To close out our 9-part series on 18.001 affidavits, this week, we’ll discuss last random issues and thoughts.
#7 – Fruits and nuts – random thoughts on 18.001
1. Is 18.001 only for medical records? We tend to think of “services” as medical in nature, but Section 18.001 is not limited to medical expenses. For instance, an 18.001 affidavit may be used for attorneys to show their fees are reasonable and necessary. Affidavits for attorney fees must meet the usual requirements under § 18.001 with one exception; they do not have to include an itemized statement. 18.001 affidavits have also been used to prove up construction costs to repair a restaurant that was severely damaged by a flood.
However, certain services have been specifically excluded from using 18.001 affidavits. For example, Section 18.001 does not “apply to proof in a delinquent tax case.”
2. Does 18.001 allow for live testimony by a custodian of records?
In Castillo v. Am. Garment Finishers Corp, the court concluded that normally expert testimony must be used to establish the reasonableness and necessity of medical expense, and that Section 18.001 is an evidentiary rule that “provides a limited exception.” Thus, although records custodians may make the 18.001 affidavit, they may not offer live testimony to establish the reasonableness and necessity of charges.
3. Does 18.001 waive consulting expert privilege?
The short answer is yes. Use caution when using a consulting expert as an affiant for 18.001 purposes. If a consulting expert prepares a controverting affidavit, the expert’s otherwise privileged mental impressions and opinions may become discoverable, and the consulting expert may be subject to deposition.

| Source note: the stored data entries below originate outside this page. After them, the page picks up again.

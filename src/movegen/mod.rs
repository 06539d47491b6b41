//! Candidate move generation and capture counting.
//!
//! Candidates are produced by the adjacency filter in row-major order;
//! the capture counter decides how many pieces each one actually reverses.

pub mod capture;
pub mod legality;

use crate::board::Board;

pub use capture::{count_all, count_direction, Direction, ALL_DIRECTIONS};
pub use legality::can_play_at;

/// Cells passing the adjacency filter, row by row, left to right.
///
/// Returns an empty list for an invalid board.
pub fn candidate_moves(board: &Board) -> Vec<(usize, usize)> {
    let mut moves = Vec::new();
    if !board.is_valid() {
        return moves;
    }

    for row in 0..board.rows() {
        for col in 0..board.columns() {
            if can_play_at(board, row, col) {
                moves.push((row, col));
            }
        }
    }

    moves
}
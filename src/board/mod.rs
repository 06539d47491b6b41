//! Board representation.
//!
//! Contains the cell type and the board snapshot analyzed by the search.

pub mod cell;
pub mod state;

pub use cell::Cell;
pub use state::{Board, BoardError, MAX_COLUMNS, MAX_ROWS};
//! Cell contents and side identity.
//!
//! A cell is either empty or holds a black or white piece. The same enum
//! names the side to move, where `Empty` is never a legal mover.

use serde::Serialize;

/// The contents of a single board cell.
#[derive(Debug, Clone, Copy, PartialEq, Eq, Hash, Default, Serialize)]
#[serde(rename_all = "lowercase")]
pub enum Cell {
    #[default]
    Empty,
    Black,
    White,
}

impl Cell {
    /// Returns the character used for this cell in the board text format.
    pub const fn text_char(self) -> char {
        match self {
            Cell::Empty => ' ',
            Cell::Black => 'B',
            Cell::White => 'W',
        }
    }

    /// Parses a cell from the board text format. Anything that is not a
    /// piece letter reads as an empty cell.
    pub fn from_text_char(c: char) -> Cell {
        match c {
            'B' => Cell::Black,
            'W' => Cell::White,
            _ => Cell::Empty,
        }
    }

    /// Parses a mover letter (`B` or `W`, either case).
    pub fn from_mover_char(c: char) -> Option<Cell> {
        match c {
            'B' | 'b' => Some(Cell::Black),
            'W' | 'w' => Some(Cell::White),
            _ => None,
        }
    }

    /// True if this cell holds a piece that belongs to the side opposing `mover`.
    pub fn is_opponent_of(self, mover: Cell) -> bool {
        self != Cell::Empty && self != mover
    }

    /// True for `Black` and `White`.
    pub const fn is_piece(self) -> bool {
        !matches!(self, Cell::Empty)
    }

    /// Uppercase side name used in the printed recommendation.
    pub const fn side_name(self) -> &'static str {
        match self {
            Cell::Empty => "NOBODY",
            Cell::Black => "BLACK",
            Cell::White => "WHITE",
        }
    }
}
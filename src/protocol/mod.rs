//! Board text format and report output.
//!
//! `text` reads and writes the line-oriented board format consumed on stdin;
//! `render` produces the printed grid, the recommendation sentence, and the
//! JSON report.

pub mod render;
pub mod text;

pub use render::{recommendation, render_board, write_json_report, write_text_report, Report};
pub use text::{encode_board, parse_board, BoardReader, TextError};
use crate::constants::{
    HEADER_CANVAS_ID, HEADER_DOT_MIN_RADIUS_PX, HEADER_FONT_FAMILY, HEADER_TEXT_COLOR,
};
use crate::dom;
use gloo::events::EventListener;
use portfolio_core::{AmbientConfig, AmbientFrame, AmbientScene};
use std::cell::RefCell;
use std::f64::consts::TAU;
use std::rc::Rc;
use wasm_bindgen::JsCast;
use web_sys as web;

// Label glyphs fill 48 of the 128 texel rows of a label plane.
const LABEL_FONT_FRACTION: f32 = 48.0 / 128.0;

/// The decorative header strip painted with Canvas 2D.
pub struct HeaderView {
    canvas: web::HtmlCanvasElement,
    ctx: web::CanvasRenderingContext2d,
    scene: AmbientScene,
    _resize: Option<EventListener>,
}

impl HeaderView {
    pub fn mount(document: &web::Document, seed: u64) -> anyhow::Result<Rc<RefCell<Self>>> {
        let canvas: web::HtmlCanvasElement = dom::element_by_id(document, HEADER_CANVAS_ID)?;
        let ctx: web::CanvasRenderingContext2d = canvas
            .get_context("2d")
            .map_err(|e| anyhow::anyhow!("{:?}", e))?
            .ok_or_else(|| anyhow::anyhow!("no 2d context on #{HEADER_CANVAS_ID}"))?
            .dyn_into()
            .map_err(|e| anyhow::anyhow!("{:?}", e))?;
        dom::sync_canvas_backing_size(&canvas);
        let width = canvas.get_bounding_client_rect().width() as f32;
        let scene = AmbientScene::new(
            AmbientConfig {
                seed,
                ..AmbientConfig::default()
            },
            width,
        );
        let view = Rc::new(RefCell::new(Self {
            canvas: canvas.clone(),
            ctx,
            scene,
            _resize: None,
        }));

        let window = web::window().ok_or_else(|| anyhow::anyhow!("no window"))?;
        let weak = Rc::downgrade(&view);
        let listener = EventListener::new(&window, "resize", move |_| {
            if let Some(view) = weak.upgrade() {
                view.borrow_mut().resize();
            }
        });
        view.borrow_mut()._resize = Some(listener);
        log::info!("[header] mounted at {width}px");
        Ok(view)
    }

    fn resize(&mut self) {
        dom::sync_canvas_backing_size(&self.canvas);
        let width = self.canvas.get_bounding_client_rect().width() as f32;
        self.scene.resize(width);
    }

    pub fn frame(&mut self, dt_sec: f32) {
        self.scene.tick(dt_sec);
        self.paint(&self.scene.frame());
    }

    fn paint(&self, frame: &AmbientFrame) {
        let ctx = &self.ctx;
        let sx = self.canvas.width() as f64 / frame.width_px.max(1.0) as f64;
        let sy = self.canvas.height() as f64 / frame.height_px.max(1.0) as f64;
        _ = ctx.set_transform(sx, 0.0, 0.0, sy, 0.0, 0.0);
        ctx.clear_rect(0.0, 0.0, frame.width_px as f64, frame.height_px as f64);

        let [r, g, b, a] = frame.dot_rgba;
        ctx.set_global_alpha(a as f64);
        ctx.set_fill_style_str(&format!(
            "rgb({}, {}, {})",
            (r * 255.0).round(),
            (g * 255.0).round(),
            (b * 255.0).round()
        ));
        ctx.begin_path();
        for dot in &frame.dots {
            let (x, y) = (dot.center.x as f64, dot.center.y as f64);
            let radius = (dot.radius_px as f64).max(HEADER_DOT_MIN_RADIUS_PX);
            ctx.move_to(x + radius, y);
            _ = ctx.arc(x, y, radius, 0.0, TAU);
        }
        ctx.fill();

        ctx.set_fill_style_str(HEADER_TEXT_COLOR);
        ctx.set_text_align("center");
        ctx.set_text_baseline("middle");
        for text in &frame.texts {
            if text.opacity <= 0.0 {
                continue;
            }
            let font_px = (text.size.y * LABEL_FONT_FRACTION).round();
            ctx.set_font(&format!("bold {font_px}px {HEADER_FONT_FAMILY}"));
            ctx.set_global_alpha(text.opacity.clamp(0.0, 1.0) as f64);
            _ = ctx.fill_text(text.text, text.center.x as f64, text.center.y as f64);
        }
        ctx.set_global_alpha(1.0);
    }
}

4. Overreaching – be thoughtful about the scope of your controverting affidavit
If your expert’s controverting affidavit addresses subjects for which he or she is unqualified, a court may strike the entire affidavit rather than allow you to remove or redact the improper portions. For example, in Limon, an orthopedic surgeon made a conclusory statement that he was qualified to discuss services provided by a broad spectrum of health care providers. Ultimately, the court struck his entire affidavit and specifically declined to “parse through the affidavit and strike only those portions pertaining to non-orthopedic surgeon services.”
Perhaps the biggest challenge in the Section 18.001 arena is dealing with the lack of clear and consistent guidance from higher courts on basic concepts such as (1) what exactly it takes to satisfy the requirements under Section 18.001 and (2) what happens once the requirements are satisfied.
With that in mind, the best practice when dealing with Section 18.001 affidavits is to play it safe. Stay on top of your deadlines and carefully evaluate the qualifications and opinions of your controverting experts before you submit a counter affidavit. Be prepared to defend your counter affidavits against Motions to Strike, and be ready with alternate plans of attack.
Do not let a mistake or a negative ruling on the issue of 18.001 affidavits completely derail your case. Take advantage of the lack of guidance in this area and get creative where you can.
Jamshed v. McLane Express Inc., 449 S.W.3d 871, 884 (Tex. App.-El Paso 2014); See also Ellen v. Carr, NO. A14-92-00292-CV, 1992 Tex. App. LEXIS 2987, at *3 (App.-Houston [14th Dist.] 1992) (unpublished).
Ins. Alliance v. Lake Texoma Highport, LLC, 452 S.W.3d 57, 70 (Tex. App.-Dallas 2014).
Galindo v. Cnty. of Dall., No. 05-00-00650-CV, 2001 Tex. App. LEXIS 1390, at *3 (App.-Dallas 2001).
In re Mendez, 234 S.W.3d 105, 108-11 (Tex. App.-El Paso 2007).
City of Laredo v. Limon, No. 04-12-00616-CV, 2013 Tex. App. LEXIS 13644, at *17 (App.-San Antonio 2013).